Studio album by Porcupine Tree
- Released: 24 September 2002
- Recorded: March–April 2002
- Studios: Avatar (New York, New York);
- Genres: Progressive rock; progressive metal; alternative metal;
- Length: 68:20
- Label: Lava
- Producer: Steven Wilson

Porcupine Tree chronology
| Lightbulb Sun (2000) | In Absentia (2002) | Deadwing (2005) |

Complete release chronology
| Stars Die: The Delerium Years 1991–1997 (2002) | In Absentia (2002) | XM (2003) |

Singles from In Absentia
- "Blackest Eyes" Released: 7 April 2003;

= In Absentia =

In Absentia is the seventh studio album by British progressive rock band Porcupine Tree, first released on 24 September 2002. The album marked several changes for the band, with it being the first with new drummer Gavin Harrison and the first to move into a more progressive metal direction, contrary to past albums' psychedelic and alternative rock sounds. Additionally, it was their first release on a major record label, Lava Records. It was very well received critically and commercially, with it often being considered the band's crowning achievement, and selling three times as many copies as any of the band's earlier albums.

==Background==
===Writing and recording===
In the band's earlier years, while under Delerium Records, the band's music typically possessed more extended and abstract qualities typically associated with psychedelic rock and space rock. The band shifted their sound in the late 1990s when signing to Kscope/Snapper Record labels, to a more commercial, radio friendly sound that entailed shorter compositions and traditional song structures, while retaining progressive rock qualities as well. However, by around 2001, they had again outgrown a smaller record label, and after changing labels again to Lava Records, decided to move in a more progressive metal direction. The band had originally been opposed to major record labels, believing that most labels didn't "get" the band, and their emphasis on albums over singles approach in this era of music. However, they chose Lava because they appeared to support this philosophy, frontman Steven Wilson attributing this due to other bands, namely Tool and Radiohead, achieving success with the same mindset.
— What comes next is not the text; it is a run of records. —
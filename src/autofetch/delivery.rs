use std::path::{Path, PathBuf};
use std::sync::Arc;

use chrono::{DateTime, Utc};
use tracing::{info, warn};

use super::{FileDescriptor, FolderMapping};
use crate::services::{ChatTransport, StorageBackend};
use crate::utils::format::{format_local_time, safe_prefix, truncate_id};

/// Downloads a detected file to a scratch path and sends it to the mapped chat
pub struct Delivery {
    storage: Arc<dyn StorageBackend>,
    transport: Arc<dyn ChatTransport>,
    scratch_dir: PathBuf,
    bot_name: String,
}

/// Scratch file removed when dropped, so every exit path cleans up
struct ScratchFile {
    path: PathBuf,
    armed: bool,
}

impl ScratchFile {
    fn new(path: PathBuf) -> Self {
        Self { path, armed: true }
    }

    async fn remove(mut self) {
        self.armed = false;
        if let Err(e) = tokio::fs::remove_file(&self.path).await {
            if e.kind() != std::io::ErrorKind::NotFound {
                warn!(path = %self.path.display(), error = %e, "failed to remove scratch file");
            }
        }
    }
}

impl Drop for ScratchFile {
    fn drop(&mut self) {
        if self.armed {
            let _ = std::fs::remove_file(&self.path);
        }
    }
}

impl Delivery {
    pub fn new(
        storage: Arc<dyn StorageBackend>,
        transport: Arc<dyn ChatTransport>,
        scratch_dir: impl Into<PathBuf>,
        bot_name: impl Into<String>,
    ) -> Self {
        Self {
            storage,
            transport,
            scratch_dir: scratch_dir.into(),
            bot_name: bot_name.into(),
        }
    }

    /// Deliver `file` to the mapping's chat. Errors are logged and reported as `false`.
    pub async fn deliver(&self, mapping: &FolderMapping, file: &FileDescriptor) -> bool {
        let path = self
            .scratch_dir
            .join(scratch_file_name(&mapping.folder_id, &file.name, Utc::now()));
        let scratch = ScratchFile::new(path);

        info!(folder_id = %mapping.folder_id, file = %file.name, "downloading file for delivery");
        if let Err(e) = self.storage.download_file(&file.id, &scratch.path).await {
            warn!(folder_id = %mapping.folder_id, file = %file.name, error = %e, "download failed");
            scratch.remove().await;
            return false;
        }

        let caption = build_caption(&self.bot_name, mapping, file);
        let sent = self
            .transport
            .send_media(&mapping.chat_id, &scratch.path, &caption)
            .await;
        scratch.remove().await;

        match sent {
            Ok(()) => {
                info!(
                    folder_id = %mapping.folder_id,
                    chat_id = %mapping.chat_id,
                    file = %file.name,
                    "file delivered"
                );
                true
            }
            Err(e) => {
                warn!(
                    folder_id = %mapping.folder_id,
                    chat_id = %mapping.chat_id,
                    error = %e,
                    "sending file to chat failed"
                );
                false
            }
        }
    }
}

/// Unique scratch name: timestamp, folder id fragment and the sanitized file name
pub fn scratch_file_name(folder_id: &str, file_name: &str, now: DateTime<Utc>) -> String {
    let base = Path::new(file_name)
        .file_name()
        .and_then(|n| n.to_str())
        .unwrap_or("file");
    let sanitize = |s: &str| -> String {
        s.chars()
            .map(|c| if c.is_ascii_alphanumeric() || matches!(c, '.' | '-' | '_') { c } else { '_' })
            .collect()
    };
    format!(
        "autofetch_{}_{}_{}",
        now.timestamp_millis(),
        sanitize(safe_prefix(folder_id, 8)),
        sanitize(base)
    )
}

/// Caption attached to a delivered file
pub fn build_caption(bot_name: &str, mapping: &FolderMapping, file: &FileDescriptor) -> String {
    format!(
        "📊 Auto-Delivered Spreadsheet\n\n\
         📁 File: {}\n\
         📅 Modified: {}\n\
         🔄 Auto-Fetch: {}\n\
         📂 Folder: {}\n\
         🤖 Delivered by {}",
        file.name,
        format_local_time(&file.modified_time),
        mapping.nickname,
        truncate_id(&mapping.folder_id, 12),
        bot_name,
    )
}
A number of other factors affected the change in sound beyond the change in record label. Many were key personnel changes and relationships. Most prominently was Wilson's rediscovering of heavy metal music through his fascination with Burzum and the book Lords of Chaos, which led him to listen to many extreme metal bands and finally the Swedish acts Meshuggah and Opeth whom he described as "the holy grail" of this new scene (both groups were thanked on In Absentia's sleeve notes). Furthermore, Wilson would end up meeting Mikael Åkerfeldt from Opeth, which occurred when the two were separately interviewed by an interviewer who had interviewed both of them. Impressed with their music, Wilson eventually agreed to produce the next Opeth album, Blackwater Park, which inspired Wilson to move Porcupine Tree in a more metal direction as well.

Another factor in the change of the band's sound was due to Wilson's meeting of Israeli rock singer Aviv Geffen. The two met when Geffen, a fan of Wilson's music, invited Porcupine Tree on a tour in 2000 in support of the band's previous album, Lightbulb Sun. Touring together lead to a separate musical collaboration named Blackfield. Geffen, not being a fan of metal music, kept that project in more of a pop rock genre, sounding more like prior Porcupine Tree albums Stupid Dream and Lightbulb Sun. This gave Wilson an outlet for that side of his music, allowing him to concentrate on more metal sounds with Porcupine Tree without abandoning the prior genre altogether either. Rounding out the changes was the departure of drummer Chris Maitland, with the replacement being Gavin Harrison, who joined in early 2002. Maitland was unable to make a larger commitment with being signed to a major record label, and the band found Harrison's style more fitting to a more metal-sounding album. Wilson summarized the band's changes at the time as: In Absentia was all written before Gavin came on; even the drum parts were kind of programmed. But it's one of those times sometimes in life when everything comes together. I'd written these songs and I was very much more interested at that time—having worked with Opeth—in the idea of combining a more kind of brutal or metal aspect back again into the fabric of the music. At the same time Gavin came along and Gavin was a very different drummer to our previous drummer, Chris Maitland. He was much more of a powerhouse and he was much more technical. He had more of a contemporary edge to his sound so it was just one of those really lucky things that he just came in and he played those songs and just blew everyone away and everything just kind of came together. And of course it was the first record we made for our new label and we got signed to a big American label for the first time [Lava Records]. Gavin was the final piece of that equation in a way—he just totally raised the bar in terms of not just the drumming but just the musicianship right throughout the band. Everyone was listening to Gavin and saying, "Fuck, wow. We really need to step up our game."
After the recording process was complete, Steven Wilson then took the album to Larrabee Studios in Los Angeles to work with Tim Palmer and his engineer Mark O'donoughue mixing the record on the J-Series SSL console.

===Concept===
While not a formal concept album, many of the songs still have common themes related to serial killers, youthful innocence gone wrong, and criticisms of the modern world. Wilson said of the title:

"It comes from... It's related to some of the lyrics. It's about people on the fringes, on the edges of humanity and society. I have an interest in serial killers, child molesters, and wife beaters... Not in what they did, but in the psychology of why. What caused them to become unhinged and twisted? Why are they unable to empathise? It's [In Absentia] sort of a metaphor - there's something missing, a black hole, a cancer in their soul. It's an absence in the soul."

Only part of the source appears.